Optionally, the processing unit 1110 is specifically configured to: if a value of the flag information of the tonal component in the current tile is a first preset value, adjust the spectrum of the high frequency band signal obtained through bandwidth extension processing in the current tile, to obtain the adjusted spectrum of the high frequency band signal in the current tile. The value of the flag information of the tonal component in the current tile equal to the first preset value indicates that the tonal component exists in the current tile.

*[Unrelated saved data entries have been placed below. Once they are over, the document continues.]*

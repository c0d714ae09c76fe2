//! Shared constants for end-to-end tests
//!
//! When the CSV layout or the demo rows change, update only this file.

/// Header line of every generated CSV file.
pub const CSV_HEADER: &str = "playlist_name,track_name,composer,milliseconds,bytes,unit_price,album_title,artist_name,genre_name,media_type_name";

// ============================================================================
// Catalog names
// ============================================================================

pub const PLAYLIST_ROCK: &str = "Rock Classics";
pub const PLAYLIST_JAZZ: &str = "Late Night Jazz";
pub const PLAYLIST_MIXED: &str = "Mixed Bag";

pub const ARTIST_ACDC: &str = "AC/DC";
pub const ARTIST_MILES: &str = "Miles Davis";

pub const ALBUM_BACK_IN_BLACK: &str = "Back in Black";
pub const ALBUM_KIND_OF_BLUE: &str = "Kind of Blue";

pub const GENRE_ROCK: &str = "Rock";
pub const GENRE_JAZZ: &str = "Jazz";

pub const MEDIA_MP3: &str = "MP3";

Optionally, the processing unit 1110 is specifically configured to: set a value of the spectrum of the high frequency band signal obtained through bandwidth extension processing in the current tile to a second preset value; or weight the spectrum of the high frequency band signal obtained through bandwidth extension processing in the current tile, to obtain the adjusted spectrum of the high frequency band signal in the current tile.

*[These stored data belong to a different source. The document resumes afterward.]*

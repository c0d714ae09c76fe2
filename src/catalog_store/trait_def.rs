//! CatalogStore trait definition.
//!
//! This is the boundary between the importer/reports and the relational
//! store. The importer only ever inserts; reads serve cache warm-up, lookups
//! and the analytical reports.

use super::models::*;
use anyhow::Result;

/// Trait for catalog storage backends.
pub trait CatalogStore: Send + Sync {
    // =========================================================================
    // Transactions
    // =========================================================================

    /// Open a write transaction. Fails if one is already open.
    fn begin(&self) -> Result<()>;

    /// Commit the open transaction, making its writes durable.
    fn commit(&self) -> Result<()>;

    /// Discard the open transaction.
    fn rollback(&self) -> Result<()>;

    /// Whether a transaction is currently open.
    fn in_transaction(&self) -> bool;

    // =========================================================================
    // Create
    // =========================================================================

    fn insert_artist(&self, name: &str) -> Result<Artist>;

    fn insert_album(&self, title: &str, artist_id: i64) -> Result<Album>;

    fn insert_genre(&self, name: &str) -> Result<Genre>;

    fn insert_media_type(&self, name: &str) -> Result<MediaType>;

    fn insert_playlist(&self, name: &str) -> Result<Playlist>;

    fn insert_track(&self, track: &NewTrack) -> Result<Track>;

    fn insert_playlist_track(&self, playlist_id: i64, track_id: i64) -> Result<PlaylistTrack>;

    // =========================================================================
    // Update / Delete
    // =========================================================================

    fn rename_artist(&self, id: i64, name: &str) -> Result<()>;

    fn rename_playlist(&self, id: i64, name: &str) -> Result<()>;

    /// Delete a playlist together with its association rows.
    fn delete_playlist(&self, id: i64) -> Result<()>;

    fn delete_playlist_track(&self, id: i64) -> Result<()>;

    // =========================================================================
    // Bulk reads (cache warm-up)
    // =========================================================================

    fn list_artists(&self) -> Result<Vec<Artist>>;

    fn list_albums(&self) -> Result<Vec<Album>>;

    fn list_genres(&self) -> Result<Vec<Genre>>;

    fn list_media_types(&self) -> Result<Vec<MediaType>>;

    fn list_playlists(&self) -> Result<Vec<Playlist>>;

    /// All tracks, each paired with the title of its album.
    fn list_tracks_with_album_title(&self) -> Result<Vec<TrackWithAlbumTitle>>;

    /// Natural keys of every existing playlist/track association.
    fn list_playlist_track_names(&self) -> Result<Vec<PlaylistTrackNames>>;

    // =========================================================================
    // Lookups
    // =========================================================================

    fn get_album(&self, id: i64) -> Result<Option<Album>>;

    fn get_track(&self, id: i64) -> Result<Option<Track>>;

    fn find_artist_by_name(&self, name: &str) -> Result<Option<Artist>>;

    fn find_playlist_by_name(&self, name: &str) -> Result<Option<Playlist>>;

    fn find_track_by_name_and_album(&self, name: &str, album_id: i64) -> Result<Option<Track>>;

    /// Tracks associated with a playlist, in association order.
    fn get_playlist_tracks(&self, playlist_id: i64) -> Result<Vec<Track>>;

    // =========================================================================
    // Analytics
    // =========================================================================

    fn get_counts(&self) -> Result<CatalogCounts>;

    /// Playlists ranked by `sum(price) / (sum(ms) / 60000)`, highest first,
    /// ties broken by playlist name. Playlists whose total duration is zero
    /// are left out.
    fn top_cost_per_minute(&self, limit: usize) -> Result<Vec<PlaylistCostPerMinute>>;

    /// First genre (lowest id) whose name matches case-insensitively.
    fn find_genre_ignore_case(&self, name: &str) -> Result<Option<Genre>>;

    /// Number of playlists with at least one track where every track has
    /// the given genre.
    fn count_playlists_only_in_genre(&self, genre_id: i64) -> Result<u64>;
}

Optionally, a high frequency band corresponding to the high frequency band signal includes at least one tile, and the at least one tile includes a current tile. The processing unit 1110 is specifically configured to: adjust, based on location information of a tonal component in the current tile, a spectrum of a high frequency band signal obtained through bandwidth extension processing in the current tile, to obtain an adjusted spectrum of the high frequency band signal in the current tile.

Optionally, the current tile includes at least one subband, and the at least one subband includes a current subband. The processing unit 1110 is specifically configured to: if the location information of the tonal component in the current tile meets a second preset condition, adjust a spectrum of a high frequency band signal obtained through bandwidth extension processing in the current subband, to obtain an adjusted spectrum of the high frequency band signal in the current subband.

Optionally, the location information of the tonal component in the current tile includes an index of a subband including the tonal component in the current tile, and the second preset condition is that the index of the subband including the tonal component includes an index of the current subband.

Optionally, the processing unit 1110 is specifically configured to: set a value of the spectrum of the high frequency band signal obtained through bandwidth extension processing in the current subband to a second preset value, to obtain the adjusted spectrum of the high frequency band signal in the current subband; or weight the spectrum of the high frequency band signal obtained through bandwidth extension processing in the current subband, to obtain the adjusted spectrum of the high frequency band signal in the current subband.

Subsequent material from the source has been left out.